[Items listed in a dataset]
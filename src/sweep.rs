//! The batch rank sweep.
//!
//! ```text
//! raw_matrix.txt ──read──▶ X ──┬─ rank 1 ─▶ Nmf::fit ─▶ W1.txt, H1.txt
//!                              ├─ rank 2 ─▶ Nmf::fit ─▶ W2.txt, H2.txt
//!                              ⋮
//!                              └─ rank 9 ─▶ Nmf::fit ─▶ W9.txt, H9.txt
//! ```
//!
//! Ranks run in ascending order, one at a time. `X` is read once and only
//! borrowed afterwards. Each rank's factors are written as soon as they are
//! computed and then dropped. The first error ends the sweep; files already
//! written for lower ranks stay on disk.

use std::fs;
use std::path::{Path, PathBuf};

use ndarray::Array2;
use serde::{Deserialize, Serialize};
use tracing::{info, warn};

use crate::config::{RankPolicy, SweepConfig};
use crate::error::{NmfError, NmfResult};
use crate::matrix_file::{read_matrix, write_matrix};
use crate::nmf::{check_input, Factorization, Nmf};

/// `W<rank>.txt`
pub fn w_file_name(rank: usize) -> String {
    format!("W{rank}.txt")
}

/// `H<rank>.txt`
pub fn h_file_name(rank: usize) -> String {
    format!("H{rank}.txt")
}

/// Paths of the `W` and `H` files for `rank` inside `dir`.
pub fn factor_paths(dir: &Path, rank: usize) -> (PathBuf, PathBuf) {
    (dir.join(w_file_name(rank)), dir.join(h_file_name(rank)))
}

/// What one rank of the sweep produced.
#[derive(Debug, Clone, PartialEq, Serialize, Deserialize)]
pub struct RankOutcome {
    /// Rank requested, and the inner dimension of the written files.
    pub rank: usize,
    /// Rank actually fitted; smaller than `rank` only under [`RankPolicy::Pad`].
    pub effective_rank: usize,
    /// Where `W` was written.
    pub w_path: PathBuf,
    /// Where `H` was written.
    pub h_path: PathBuf,
    /// `‖X − W·H‖_F`.
    pub reconstruction_error: f64,
    /// Solver iterations used.
    pub iterations: u32,
    /// Whether the solver met its tolerance.
    pub converged: bool,
}

/// Summary of a completed sweep.
#[derive(Debug, Clone, PartialEq, Serialize, Deserialize)]
pub struct SweepReport {
    /// Input file the matrix came from.
    pub input: PathBuf,
    /// Rows of `X`.
    pub rows: usize,
    /// Columns of `X`.
    pub cols: usize,
    /// One entry per rank, ascending.
    pub outcomes: Vec<RankOutcome>,
}

impl SweepReport {
    /// `(rank, reconstruction_error)` pairs in sweep order.
    pub fn errors(&self) -> Vec<(usize, f64)> {
        self.outcomes
            .iter()
            .map(|o| (o.rank, o.reconstruction_error))
            .collect()
    }

    /// Number of files written (two per rank).
    pub fn files_written(&self) -> usize {
        self.outcomes.len() * 2
    }
}

/// Read `config.input` and sweep it.
///
/// The input is read before anything is created on disk, so a missing or
/// malformed input leaves the output directory untouched.
pub fn run_sweep(config: &SweepConfig) -> NmfResult<SweepReport> {
    config.validate()?;
    let x = read_matrix(&config.input)?;
    info!(
        input = %config.input.display(),
        rows = x.nrows(),
        cols = x.ncols(),
        "loaded input matrix"
    );
    sweep_matrix(&x, &config.input, config)
}

/// Sweep an already-loaded matrix; `input` is only recorded in the report.
pub fn sweep_matrix(x: &Array2<f64>, input: &Path, config: &SweepConfig) -> NmfResult<SweepReport> {
    check_input(x)?;

    let out_dir = config.output_dir();
    fs::create_dir_all(&out_dir).map_err(|e| NmfError::io(&out_dir, e))?;

    let mut outcomes = Vec::with_capacity(config.ranks.len());
    for rank in config.ranks.iter() {
        let fit = factor_rank(x, rank, config)?;
        let effective_rank = fit.rank();
        let fit = fit.zero_pad(rank);

        let (w_path, h_path) = factor_paths(&out_dir, rank);
        write_matrix(&w_path, &fit.w)?;
        write_matrix(&h_path, &fit.h)?;

        info!(
            rank,
            error = fit.report.reconstruction_error,
            iterations = fit.report.iterations,
            converged = fit.report.converged,
            "wrote {} and {}",
            w_path.display(),
            h_path.display()
        );

        outcomes.push(RankOutcome {
            rank,
            effective_rank,
            w_path,
            h_path,
            reconstruction_error: fit.report.reconstruction_error,
            iterations: fit.report.iterations,
            converged: fit.report.converged,
        });
    }

    Ok(SweepReport {
        input: input.to_path_buf(),
        rows: x.nrows(),
        cols: x.ncols(),
        outcomes,
    })
}

/// Fit one rank under the configured solver settings and [`RankPolicy`].
pub fn factor_rank(x: &Array2<f64>, rank: usize, config: &SweepConfig) -> NmfResult<Factorization> {
    let max = x.nrows().min(x.ncols());
    let fitted_rank = match config.rank_policy {
        RankPolicy::Pad if rank > max => {
            warn!(rank, max, "rank exceeds min(rows, cols); fitting at {max} and zero-padding");
            max
        }
        _ => rank,
    };

    Nmf::new(fitted_rank)
        .with_rank_bound(config.rank_policy != RankPolicy::Unbounded)
        .with_solver(config.solver)
        .with_stopping(config.tolerance, config.max_iterations)
        .with_seed(config.seed)
        .fit(x)
}

#[cfg(test)]
mod tests {
    use super::*;

    #[test]
    fn test_file_names() {
        assert_eq!(w_file_name(1), "W1.txt");
        assert_eq!(h_file_name(9), "H9.txt");
        let (w, h) = factor_paths(Path::new("/out"), 3);
        assert_eq!(w, PathBuf::from("/out/W3.txt"));
        assert_eq!(h, PathBuf::from("/out/H3.txt"));
    }

    #[test]
    fn test_report_helpers() {
        let outcome = |rank: usize, err: f64| RankOutcome {
            rank,
            effective_rank: rank,
            w_path: PathBuf::from(w_file_name(rank)),
            h_path: PathBuf::from(h_file_name(rank)),
            reconstruction_error: err,
            iterations: 10,
            converged: true,
        };
        let report = SweepReport {
            input: PathBuf::from("raw_matrix.txt"),
            rows: 4,
            cols: 3,
            outcomes: vec![outcome(1, 2.0), outcome(2, 0.5)],
        };
        assert_eq!(report.errors(), vec![(1, 2.0), (2, 0.5)]);
        assert_eq!(report.files_written(), 4);
    }

    #[test]
    fn test_pad_policy_fits_at_max_rank() {
        let x = ndarray::array![[1.0, 2.0], [3.0, 4.0]];
        let config = SweepConfig {
            rank_policy: RankPolicy::Pad,
            ..SweepConfig::default()
        };
        let fit = factor_rank(&x, 9, &config).unwrap();
        assert_eq!(fit.rank(), 2);
    }

    #[test]
    fn test_default_policy_fits_requested_rank() {
        let x = ndarray::array![[1.0, 2.0], [3.0, 4.0]];
        let fit = factor_rank(&x, 9, &SweepConfig::default()).unwrap();
        assert_eq!(fit.rank(), 9);
        assert_eq!((fit.w.dim(), fit.h.dim()), ((2, 9), (9, 2)));
    }

    #[test]
    fn test_reject_policy_errors() {
        let x = ndarray::array![[1.0, 2.0], [3.0, 4.0]];
        let config = SweepConfig {
            rank_policy: RankPolicy::Reject,
            ..SweepConfig::default()
        };
        let err = factor_rank(&x, 9, &config).unwrap_err();
        assert!(matches!(err, NmfError::RankExceedsShape { rank: 9, max: 2, .. }));
    }
}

_What this task involves_. Please give back only the lines between the first line of the entries and the line with "use ndarray::Array2;", both ends included, word for word.

_Written reply_.
filename src/sweep.rs
//! The batch rank sweep.
//!
//! ```text
//! raw_matrix.txt ──read──▶ X ──┬─ rank 1 ─▶ Nmf::fit ─▶ W1.txt, H1.txt
//!                              ├─ rank 2 ─▶ Nmf::fit ─▶ W2.txt, H2.txt
//!                              ⋮
//!                              └─ rank 9 ─▶ Nmf::fit ─▶ W9.txt, H9.txt
//! ```
//!
//! Ranks run in ascending order, one at a time. `X` is read once and only
//! borrowed afterwards. Each rank's factors are written as soon as they are
//! computed and then dropped. The first error ends the sweep; files already
//! written for lower ranks stay on disk.

use std::fs;
use std::path::{Path, PathBuf};

use ndarray::Array2;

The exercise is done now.